Using the records below, locate all lines containing "completed" and return them.
---------- Supplied information
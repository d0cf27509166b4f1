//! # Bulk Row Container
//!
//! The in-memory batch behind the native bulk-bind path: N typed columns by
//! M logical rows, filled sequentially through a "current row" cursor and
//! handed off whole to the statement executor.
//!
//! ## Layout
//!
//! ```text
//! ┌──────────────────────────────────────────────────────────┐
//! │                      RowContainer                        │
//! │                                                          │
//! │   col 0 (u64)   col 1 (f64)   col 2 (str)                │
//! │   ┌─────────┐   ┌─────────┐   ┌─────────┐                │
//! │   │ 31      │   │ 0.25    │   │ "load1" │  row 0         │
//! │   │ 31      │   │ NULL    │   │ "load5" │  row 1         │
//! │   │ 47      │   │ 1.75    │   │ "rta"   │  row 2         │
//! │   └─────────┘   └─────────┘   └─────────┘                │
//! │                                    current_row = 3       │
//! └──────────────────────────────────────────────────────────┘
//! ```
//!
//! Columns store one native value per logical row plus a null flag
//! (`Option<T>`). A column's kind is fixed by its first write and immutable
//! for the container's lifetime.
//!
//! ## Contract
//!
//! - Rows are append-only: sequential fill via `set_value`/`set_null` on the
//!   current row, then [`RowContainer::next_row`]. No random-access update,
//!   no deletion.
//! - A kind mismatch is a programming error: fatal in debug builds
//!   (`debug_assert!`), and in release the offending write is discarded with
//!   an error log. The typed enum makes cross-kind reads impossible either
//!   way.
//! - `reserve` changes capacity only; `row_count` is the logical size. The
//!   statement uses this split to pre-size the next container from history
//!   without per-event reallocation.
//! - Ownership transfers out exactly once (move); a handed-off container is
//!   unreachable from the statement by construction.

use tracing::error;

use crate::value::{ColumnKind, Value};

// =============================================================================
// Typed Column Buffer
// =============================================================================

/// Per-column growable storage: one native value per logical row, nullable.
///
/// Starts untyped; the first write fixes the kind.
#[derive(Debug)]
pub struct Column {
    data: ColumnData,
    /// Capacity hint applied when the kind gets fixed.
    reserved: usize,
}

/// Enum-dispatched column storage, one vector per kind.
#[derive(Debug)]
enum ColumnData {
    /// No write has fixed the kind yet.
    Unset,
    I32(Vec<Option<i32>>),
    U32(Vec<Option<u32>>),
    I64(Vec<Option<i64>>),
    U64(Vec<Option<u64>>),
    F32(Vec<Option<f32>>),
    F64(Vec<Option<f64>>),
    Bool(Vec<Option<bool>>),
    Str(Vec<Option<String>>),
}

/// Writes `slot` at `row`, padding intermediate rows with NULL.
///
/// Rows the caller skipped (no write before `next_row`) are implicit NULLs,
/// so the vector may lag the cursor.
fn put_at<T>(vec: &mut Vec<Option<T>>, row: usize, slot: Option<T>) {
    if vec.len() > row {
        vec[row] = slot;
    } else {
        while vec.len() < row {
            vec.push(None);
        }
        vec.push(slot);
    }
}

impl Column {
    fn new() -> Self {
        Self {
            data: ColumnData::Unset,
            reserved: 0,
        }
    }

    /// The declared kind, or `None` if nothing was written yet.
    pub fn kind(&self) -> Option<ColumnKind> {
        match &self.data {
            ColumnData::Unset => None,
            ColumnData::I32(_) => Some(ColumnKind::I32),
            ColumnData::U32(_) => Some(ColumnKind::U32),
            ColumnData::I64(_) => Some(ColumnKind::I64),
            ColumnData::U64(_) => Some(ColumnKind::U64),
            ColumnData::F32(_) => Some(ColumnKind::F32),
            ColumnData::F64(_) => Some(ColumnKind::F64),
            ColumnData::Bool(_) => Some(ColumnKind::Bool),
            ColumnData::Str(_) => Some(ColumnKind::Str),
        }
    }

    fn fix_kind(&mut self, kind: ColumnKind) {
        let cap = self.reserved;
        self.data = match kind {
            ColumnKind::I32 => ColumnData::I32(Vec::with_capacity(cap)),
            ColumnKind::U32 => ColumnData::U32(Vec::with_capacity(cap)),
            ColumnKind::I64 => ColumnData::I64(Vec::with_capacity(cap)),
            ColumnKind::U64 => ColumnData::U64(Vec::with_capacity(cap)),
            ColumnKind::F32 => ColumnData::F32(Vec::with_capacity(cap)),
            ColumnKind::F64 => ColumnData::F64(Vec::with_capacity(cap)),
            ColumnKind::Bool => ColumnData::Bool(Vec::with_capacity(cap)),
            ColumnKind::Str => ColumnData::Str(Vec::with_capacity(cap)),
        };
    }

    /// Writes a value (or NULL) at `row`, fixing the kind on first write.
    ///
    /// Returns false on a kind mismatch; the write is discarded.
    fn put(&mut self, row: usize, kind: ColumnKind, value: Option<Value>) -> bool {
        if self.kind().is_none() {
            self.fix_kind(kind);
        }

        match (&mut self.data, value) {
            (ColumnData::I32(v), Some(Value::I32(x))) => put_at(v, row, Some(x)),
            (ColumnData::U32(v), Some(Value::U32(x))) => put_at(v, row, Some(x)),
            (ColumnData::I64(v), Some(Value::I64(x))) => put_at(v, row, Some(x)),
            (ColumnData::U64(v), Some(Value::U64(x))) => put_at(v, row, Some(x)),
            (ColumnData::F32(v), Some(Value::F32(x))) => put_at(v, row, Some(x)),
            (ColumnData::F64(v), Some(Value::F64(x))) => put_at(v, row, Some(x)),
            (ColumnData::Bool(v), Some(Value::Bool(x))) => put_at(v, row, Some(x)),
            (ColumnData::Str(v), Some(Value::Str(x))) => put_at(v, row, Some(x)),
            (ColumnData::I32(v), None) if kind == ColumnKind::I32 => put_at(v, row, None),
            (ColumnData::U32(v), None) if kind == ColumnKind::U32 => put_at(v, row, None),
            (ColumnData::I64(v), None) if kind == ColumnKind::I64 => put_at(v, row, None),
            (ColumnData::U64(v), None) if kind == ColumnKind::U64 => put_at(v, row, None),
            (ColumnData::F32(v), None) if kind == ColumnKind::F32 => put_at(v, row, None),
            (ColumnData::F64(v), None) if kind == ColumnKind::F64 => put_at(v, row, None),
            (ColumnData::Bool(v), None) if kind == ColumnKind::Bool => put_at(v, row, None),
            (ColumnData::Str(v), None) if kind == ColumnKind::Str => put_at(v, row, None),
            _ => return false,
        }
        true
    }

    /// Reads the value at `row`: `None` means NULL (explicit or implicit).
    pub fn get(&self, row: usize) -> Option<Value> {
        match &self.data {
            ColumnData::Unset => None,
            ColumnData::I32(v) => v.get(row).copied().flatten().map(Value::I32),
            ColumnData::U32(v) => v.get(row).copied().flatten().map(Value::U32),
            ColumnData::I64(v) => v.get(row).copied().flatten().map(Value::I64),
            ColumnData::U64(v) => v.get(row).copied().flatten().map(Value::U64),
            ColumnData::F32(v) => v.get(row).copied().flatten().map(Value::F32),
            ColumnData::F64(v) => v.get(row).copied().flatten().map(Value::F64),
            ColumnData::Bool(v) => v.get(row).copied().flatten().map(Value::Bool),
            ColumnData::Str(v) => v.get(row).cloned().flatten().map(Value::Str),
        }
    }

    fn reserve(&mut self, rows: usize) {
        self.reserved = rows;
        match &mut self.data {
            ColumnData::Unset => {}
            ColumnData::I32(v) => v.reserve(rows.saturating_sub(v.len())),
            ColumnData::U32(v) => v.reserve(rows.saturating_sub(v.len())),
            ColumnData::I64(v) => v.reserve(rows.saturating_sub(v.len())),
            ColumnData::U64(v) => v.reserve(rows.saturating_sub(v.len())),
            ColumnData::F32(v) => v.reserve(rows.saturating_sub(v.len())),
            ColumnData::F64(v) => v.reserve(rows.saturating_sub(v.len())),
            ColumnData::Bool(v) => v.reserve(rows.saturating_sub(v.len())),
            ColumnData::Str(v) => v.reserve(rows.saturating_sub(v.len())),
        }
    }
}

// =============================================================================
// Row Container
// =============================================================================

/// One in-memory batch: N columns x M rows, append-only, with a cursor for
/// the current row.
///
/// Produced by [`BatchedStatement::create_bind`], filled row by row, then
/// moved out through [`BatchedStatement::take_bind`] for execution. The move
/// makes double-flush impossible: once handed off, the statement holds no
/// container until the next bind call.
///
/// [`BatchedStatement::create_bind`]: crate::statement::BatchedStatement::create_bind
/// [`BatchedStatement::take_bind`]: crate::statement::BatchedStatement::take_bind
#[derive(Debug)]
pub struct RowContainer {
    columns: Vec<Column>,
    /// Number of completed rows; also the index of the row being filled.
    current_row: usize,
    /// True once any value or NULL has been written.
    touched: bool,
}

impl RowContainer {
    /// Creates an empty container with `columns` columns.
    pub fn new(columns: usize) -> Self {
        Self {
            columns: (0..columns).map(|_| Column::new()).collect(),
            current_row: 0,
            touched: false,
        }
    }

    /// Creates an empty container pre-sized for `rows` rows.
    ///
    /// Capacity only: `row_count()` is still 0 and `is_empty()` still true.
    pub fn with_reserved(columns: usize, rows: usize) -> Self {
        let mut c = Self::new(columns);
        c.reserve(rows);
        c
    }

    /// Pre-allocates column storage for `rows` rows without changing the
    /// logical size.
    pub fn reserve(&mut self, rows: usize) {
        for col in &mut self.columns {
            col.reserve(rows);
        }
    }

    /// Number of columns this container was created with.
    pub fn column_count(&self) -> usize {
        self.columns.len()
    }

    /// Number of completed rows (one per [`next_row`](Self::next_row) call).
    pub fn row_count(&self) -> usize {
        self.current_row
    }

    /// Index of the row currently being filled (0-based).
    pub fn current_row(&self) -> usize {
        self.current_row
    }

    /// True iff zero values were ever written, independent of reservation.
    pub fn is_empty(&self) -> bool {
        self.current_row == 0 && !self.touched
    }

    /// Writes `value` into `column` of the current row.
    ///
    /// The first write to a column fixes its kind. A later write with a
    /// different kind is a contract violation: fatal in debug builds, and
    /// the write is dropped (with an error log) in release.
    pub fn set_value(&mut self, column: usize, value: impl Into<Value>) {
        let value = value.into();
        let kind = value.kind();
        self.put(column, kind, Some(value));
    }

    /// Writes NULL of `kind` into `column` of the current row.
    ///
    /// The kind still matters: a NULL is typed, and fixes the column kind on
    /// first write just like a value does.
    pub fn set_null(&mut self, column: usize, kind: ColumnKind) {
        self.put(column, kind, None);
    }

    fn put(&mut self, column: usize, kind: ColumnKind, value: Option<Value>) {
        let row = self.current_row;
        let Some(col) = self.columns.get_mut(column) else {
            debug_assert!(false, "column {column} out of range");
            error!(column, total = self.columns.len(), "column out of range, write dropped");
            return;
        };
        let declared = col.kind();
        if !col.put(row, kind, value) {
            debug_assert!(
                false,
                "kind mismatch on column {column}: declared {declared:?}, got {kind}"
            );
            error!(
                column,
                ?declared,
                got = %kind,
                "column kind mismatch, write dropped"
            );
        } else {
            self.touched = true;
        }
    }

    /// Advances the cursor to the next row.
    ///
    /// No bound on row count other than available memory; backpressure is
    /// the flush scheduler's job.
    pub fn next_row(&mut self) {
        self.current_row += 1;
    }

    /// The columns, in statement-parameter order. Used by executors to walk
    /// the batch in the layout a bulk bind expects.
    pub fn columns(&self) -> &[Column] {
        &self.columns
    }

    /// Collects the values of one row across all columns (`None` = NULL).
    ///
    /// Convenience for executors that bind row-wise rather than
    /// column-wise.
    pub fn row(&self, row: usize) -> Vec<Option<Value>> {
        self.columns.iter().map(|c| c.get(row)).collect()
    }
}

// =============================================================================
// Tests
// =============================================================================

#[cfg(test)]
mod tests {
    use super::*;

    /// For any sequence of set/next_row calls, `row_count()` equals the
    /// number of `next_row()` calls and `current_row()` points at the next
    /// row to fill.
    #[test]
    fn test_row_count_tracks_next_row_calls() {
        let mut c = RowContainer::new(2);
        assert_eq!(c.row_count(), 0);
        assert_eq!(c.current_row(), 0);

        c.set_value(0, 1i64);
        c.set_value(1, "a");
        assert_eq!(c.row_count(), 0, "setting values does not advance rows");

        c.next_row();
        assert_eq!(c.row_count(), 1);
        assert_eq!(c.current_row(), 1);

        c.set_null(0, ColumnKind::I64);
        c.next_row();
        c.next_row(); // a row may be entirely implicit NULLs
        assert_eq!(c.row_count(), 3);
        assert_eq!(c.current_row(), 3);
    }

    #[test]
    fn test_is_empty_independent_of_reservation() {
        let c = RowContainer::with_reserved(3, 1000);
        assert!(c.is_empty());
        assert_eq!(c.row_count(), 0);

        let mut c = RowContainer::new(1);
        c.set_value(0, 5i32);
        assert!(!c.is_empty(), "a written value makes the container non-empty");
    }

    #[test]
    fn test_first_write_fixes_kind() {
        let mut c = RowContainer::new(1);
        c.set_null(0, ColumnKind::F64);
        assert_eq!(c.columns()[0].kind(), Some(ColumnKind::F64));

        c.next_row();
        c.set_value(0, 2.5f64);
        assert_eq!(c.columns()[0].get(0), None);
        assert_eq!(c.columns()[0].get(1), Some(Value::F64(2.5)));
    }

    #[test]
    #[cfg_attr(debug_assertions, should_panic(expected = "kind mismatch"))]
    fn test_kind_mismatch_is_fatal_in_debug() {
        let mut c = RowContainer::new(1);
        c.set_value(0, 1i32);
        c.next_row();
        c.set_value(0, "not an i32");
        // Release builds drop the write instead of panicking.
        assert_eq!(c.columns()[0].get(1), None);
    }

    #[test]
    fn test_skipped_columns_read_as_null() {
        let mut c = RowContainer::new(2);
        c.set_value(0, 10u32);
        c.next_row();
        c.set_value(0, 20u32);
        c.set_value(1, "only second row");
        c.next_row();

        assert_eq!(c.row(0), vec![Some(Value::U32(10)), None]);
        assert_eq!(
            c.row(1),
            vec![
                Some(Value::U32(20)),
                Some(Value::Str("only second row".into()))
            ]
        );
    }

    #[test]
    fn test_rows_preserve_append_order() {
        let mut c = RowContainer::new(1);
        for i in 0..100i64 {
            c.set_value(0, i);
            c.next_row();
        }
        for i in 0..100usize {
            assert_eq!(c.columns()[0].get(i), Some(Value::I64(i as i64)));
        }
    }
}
--------------------
[Task response]
    /// Number of completed rows; also the index of the row being filled.
    /// Number of completed rows (one per [`next_row`](Self::next_row) call).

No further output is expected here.